Megan McLaughlin, “The Woman Warrior: Gender, Warfare and Society in Medieval Europe,” Women’s Studies, Vol. 17, #3–4 (1990), pp. 192–209. This is a seminal work. First, it provides a very useful dichotomy of women at war as generals versus women as foot soldiers. Second, the author rightly looks at much of medieval warfare involving the defense of castles as “domestic warfare” and points out the advantages this type of war provides for women. Drawing on examples such as the Lombard princess Sichelgaita, Countess Blanche of Champaign, and Therasia of Portugal, she gives evidence of this pattern, although one may be surprised to see her making no reference to Jeanne La Flamme. Concludes by asserting (correctly) that that rise of professional armies reduced the opportunities for women to operate in the domestic warfare space. Taken in its totality, this article proves that warrior women were fairly widely distributed in 12th-century Mediterranean Europe. A very worthwhile piece.
Note: To see just how worthwhile, consult Philip Warner, The Medieval Castle: Life in a Fortress in Peace and War (London: New Noble, 1971); Maurice Keen (ed.), Medieval Warfare (London: Oxford University Press, 1999); Brian Carey, Joshua Allfree, and John Cairns, Warfare in the Medieval World (Barnsley: Pen and Sword, 2006); and A. V. B. Norman, The Medieval Soldier (New York: Barnes & Noble, 1999), as well as David Nicolles’s two worthwhile works, European Medieval Tactics (1): The Fall and Rise of Cavalry 450–1250 (Oxford: Osprey Publishing, 2011) and European Medieval Tactics New Infantry, New Weapons 1260–1500 (2) (Oxford: Osprey Publishing, 2011). Ivy Corfis and Michael Wolfe (eds.) broaden the lens to include the city (often with a citadel) under siege in their The Medieval City under Siege (Suffolk: Boydell Press, 1999).
Note: There were quite a few instances during the medieval period and beyond when women acting as castellans defended their castles during the absence of their husbands or their previous deaths. These include Agnes of Dunbar (1300–1369) in Scotland, Lady Mary Banks (d. 1661) during the English Civil War, Jeanne d’Albert (1528–1572) during the Wars of Religion, and Aluzehen (1115–1234) during the Chinese Jin dynasty.

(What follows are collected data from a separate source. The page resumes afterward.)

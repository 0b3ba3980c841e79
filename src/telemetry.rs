use std::sync::atomic::{AtomicU32, Ordering};
use std::sync::{Mutex, PoisonError};
use std::time::Duration;

use arrayvec::ArrayVec;
use serde::{Deserialize, Serialize};
use thiserror::Error;
use tokio::sync::mpsc;
use tracing::{debug, info, warn};

/// Escape byte framing every telemetry stream.
pub const TLM_ESCAPE: u8 = 0x1F;
pub const TLM_START: u8 = 0x7F;
pub const TLM_END: u8 = 0xFF;

pub const TLM_ID_V1: u8 = 0x01;
pub const TLM_ID_V2: u8 = 0x02;
pub const TLM_ID_OBC_TEMP: u8 = 0x03;

/// Largest environmental frame the builder can produce.
pub const MAX_FRAME_SIZE: usize = 50;

pub type FrameBuffer = ArrayVec<u8, MAX_FRAME_SIZE>;

#[derive(Debug, Clone, PartialEq, Eq, Error)]
pub enum SinkError {
    #[error("output channel still busy after {0} attempts")]
    Busy(u32),
    #[error("output channel failed: {0}")]
    Failed(String),
}

/// Byte-oriented output toward the radio or a debug console.
///
/// `WouldBlock` reports a transient busy channel; callers retry through
/// [`transmit_with_retry`].
pub trait TelemetrySink: Send + Sync {
    fn transmit(&self, bytes: &[u8]) -> nb::Result<(), SinkError>;
}

#[derive(Debug, Clone, Copy, PartialEq, Eq, Serialize, Deserialize)]
#[serde(default)]
pub struct RetryPolicy {
    pub attempts: u32,
    pub base_backoff_ms: u64,
}

impl RetryPolicy {
    pub fn base_backoff(&self) -> Duration {
        Duration::from_millis(self.base_backoff_ms)
    }
}

impl Default for RetryPolicy {
    fn default() -> Self {
        Self {
            attempts: 4,
            base_backoff_ms: 10,
        }
    }
}

/// Transmits `bytes`, backing off exponentially while the sink reports busy.
pub async fn transmit_with_retry(
    sink: &dyn TelemetrySink,
    bytes: &[u8],
    policy: RetryPolicy,
) -> Result<(), SinkError> {
    let attempts = policy.attempts.max(1);
    let mut backoff = policy.base_backoff();

    for attempt in 1..=attempts {
        match sink.transmit(bytes) {
            Ok(()) => return Ok(()),
            Err(nb::Error::Other(e)) => return Err(e),
            Err(nb::Error::WouldBlock) => {
                debug!(attempt, ?backoff, "telemetry sink busy");
                if attempt < attempts {
                    tokio::time::sleep(backoff).await;
                    backoff = backoff.saturating_mul(2);
                }
            }
        }
    }

    warn!(attempts, len = bytes.len(), "giving up on busy telemetry sink");
    Err(SinkError::Busy(attempts))
}

/// A transmitted frame, as recorded or forwarded by the provided sinks.
#[derive(Debug, Clone, PartialEq, Eq, Serialize, Deserialize)]
pub struct TelemetryFrame {
    #[serde(with = "serde_bytes")]
    pub bytes: Vec<u8>,
}

impl TelemetryFrame {
    pub fn new(bytes: &[u8]) -> Self {
        Self {
            bytes: bytes.to_vec(),
        }
    }
}

/// Records every frame; can be told to report busy for the next N calls.
#[derive(Debug, Default)]
pub struct MemorySink {
    frames: Mutex<Vec<TelemetryFrame>>,
    busy_for: AtomicU32,
}

impl MemorySink {
    pub fn new() -> Self {
        Self::default()
    }

    /// Makes the next `calls` transmissions return `WouldBlock`.
    pub fn busy_for(&self, calls: u32) {
        self.busy_for.store(calls, Ordering::SeqCst);
    }

    pub fn frames(&self) -> Vec<TelemetryFrame> {
        self.frames
            .lock()
            .unwrap_or_else(PoisonError::into_inner)
            .clone()
    }

    pub fn take(&self) -> Vec<TelemetryFrame> {
        std::mem::take(&mut *self.frames.lock().unwrap_or_else(PoisonError::into_inner))
    }

    pub fn contains(&self, bytes: &[u8]) -> bool {
        self.frames
            .lock()
            .unwrap_or_else(PoisonError::into_inner)
            .iter()
            .any(|f| f.bytes == bytes)
    }
}

impl TelemetrySink for MemorySink {
    fn transmit(&self, bytes: &[u8]) -> nb::Result<(), SinkError> {
        let busy = self
            .busy_for
            .fetch_update(Ordering::SeqCst, Ordering::SeqCst, |n| n.checked_sub(1));
        if busy.is_ok() {
            return Err(nb::Error::WouldBlock);
        }

        self.frames
            .lock()
            .unwrap_or_else(PoisonError::into_inner)
            .push(TelemetryFrame::new(bytes));
        Ok(())
    }
}

/// Forwards frames to an async consumer, e.g. the simulator's printer.
#[derive(Debug, Clone)]
pub struct ChannelSink {
    tx: mpsc::UnboundedSender<TelemetryFrame>,
}

impl ChannelSink {
    pub fn new() -> (Self, mpsc::UnboundedReceiver<TelemetryFrame>) {
        let (tx, rx) = mpsc::unbounded_channel();
        (Self { tx }, rx)
    }
}

impl TelemetrySink for ChannelSink {
    fn transmit(&self, bytes: &[u8]) -> nb::Result<(), SinkError> {
        self.tx
            .send(TelemetryFrame::new(bytes))
            .map_err(|_| nb::Error::Other(SinkError::Failed("receiver dropped".into())))
    }
}

/// Writes each frame to the log as hex.
#[derive(Debug, Clone, Copy, Default)]
pub struct TracingSink;

impl TelemetrySink for TracingSink {
    fn transmit(&self, bytes: &[u8]) -> nb::Result<(), SinkError> {
        info!(len = bytes.len(), frame = %hex(bytes), "downlink");
        Ok(())
    }
}

pub fn hex(bytes: &[u8]) -> String {
    bytes
        .iter()
        .map(|b| format!("{b:02x}"))
        .collect::<Vec<_>>()
        .join(" ")
}

#[derive(Debug, Clone, Copy, PartialEq, Eq, Serialize, Deserialize)]
pub enum AnalogChannel {
    Voltage1,
    Voltage2,
}

/// Analog front end sampled by the environmental telemetry stream.
pub trait AnalogSource: Send + Sync {
    fn read(&self, channel: AnalogChannel) -> u16;
    fn obc_temperature(&self) -> f32;
}

/// Constant readings, for tests and the simulator.
#[derive(Debug, Clone, Copy, PartialEq)]
pub struct FixedAnalog {
    pub voltage1: u16,
    pub voltage2: u16,
    pub temperature_c: f32,
}

impl FixedAnalog {
    pub fn new(voltage1: u16, voltage2: u16, temperature_c: f32) -> Self {
        Self {
            voltage1,
            voltage2,
            temperature_c,
        }
    }
}

impl Default for FixedAnalog {
    fn default() -> Self {
        Self::new(3300, 5000, 21.5)
    }
}

impl AnalogSource for FixedAnalog {
    fn read(&self, channel: AnalogChannel) -> u16 {
        match channel {
            AnalogChannel::Voltage1 => self.voltage1,
            AnalogChannel::Voltage2 => self.voltage2,
        }
    }

    fn obc_temperature(&self) -> f32 {
        self.temperature_c
    }
}

/// Items included in each environmental telemetry frame.
#[derive(Debug, Clone, Copy, PartialEq, Eq, Serialize, Deserialize)]
#[serde(default)]
pub struct TelemetrySelection {
    pub voltage1: bool,
    pub voltage2: bool,
    pub obc_temperature: bool,
}

impl Default for TelemetrySelection {
    fn default() -> Self {
        Self {
            voltage1: true,
            voltage2: true,
            obc_temperature: true,
        }
    }
}

/// Builds `ESC SOM [id value]* ESC EOM` frames, values little-endian.
#[derive(Debug, Clone)]
pub struct TelemetryFrameBuilder {
    buffer: FrameBuffer,
}

impl TelemetryFrameBuilder {
    pub fn new() -> Self {
        let mut buffer = FrameBuffer::new();
        buffer.push(TLM_ESCAPE);
        buffer.push(TLM_START);
        Self { buffer }
    }

    #[must_use]
    pub fn item_u16(mut self, id: u8, value: u16) -> Self {
        self.push_item(id, &value.to_le_bytes());
        self
    }

    #[must_use]
    pub fn item_f32(mut self, id: u8, value: f32) -> Self {
        self.push_item(id, &value.to_le_bytes());
        self
    }

    pub fn finish(mut self) -> FrameBuffer {
        // NASA Rule 5: Safety assertion for frame capacity
        debug_assert!(self.buffer.remaining_capacity() >= 2);
        let _ = self.buffer.try_extend_from_slice(&[TLM_ESCAPE, TLM_END]);
        self.buffer
    }

    fn push_item(&mut self, id: u8, value: &[u8]) {
        // Trailer space is reserved; an item that would not fit is dropped.
        if self.buffer.remaining_capacity() < 1 + value.len() + 2 {
            warn!(id, "telemetry frame full, item dropped");
            return;
        }
        self.buffer.push(id);
        let _ = self.buffer.try_extend_from_slice(value);
    }
}

impl Default for TelemetryFrameBuilder {
    fn default() -> Self {
        Self::new()
    }
}

/// Samples the analog front end into one environmental frame.
pub fn environment_frame(selection: TelemetrySelection, analog: &dyn AnalogSource) -> FrameBuffer {
    let mut builder = TelemetryFrameBuilder::new();
    if selection.voltage1 {
        builder = builder.item_u16(TLM_ID_V1, analog.read(AnalogChannel::Voltage1));
    }
    if selection.voltage2 {
        builder = builder.item_u16(TLM_ID_V2, analog.read(AnalogChannel::Voltage2));
    }
    if selection.obc_temperature {
        builder = builder.item_f32(TLM_ID_OBC_TEMP, analog.obc_temperature());
    }
    builder.finish()
}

There was also Stamira of Ancona (?–1172) who defended the city of Ancona when she fought against the archbishop of Mainz during the Byzantine-Venetian conflict (1170–1177) as did Alruda Frangipani who liberated the town of Ancona from imperial siege during the same war and Marzia Degli Ubaldini (1330–ca 1374) who defended the castle of Cesena (near Forli) against papal attacks in 1335 and 1357. Emma de Gauder (1059–1096), Countess of Norfolk, also defended her husband’s castle against the king, as did Nicolaa de la Hay (1160–1230) of Lincoln, who commanded during two sieges, one in 1191 and the other in 1216–1217 and Marguerite de Valois (1553–1615), who fought in the Wars of Religion in France.
Maaza Mengiste, The Shadow King (New York: W.W. Norton, 2019). (F) A finely woven, mystical, almost magical tale that puts a warrior woman, Hirut, at the center of the Italian conquest of Ethiopia in 1936 and the resistance to it. “I’m a soldier, a blessed daughter of Ethiopia, proud bodyguard of the King of Kings.” Killing Italian soldiers, she is captured, escapes, and fights again. “And here is Hirut: wondrous soldier in the great Ethiopian army, daughter of Getey and Fasil, born in a blessed year of harvest, racing toward the enemy unafraid.”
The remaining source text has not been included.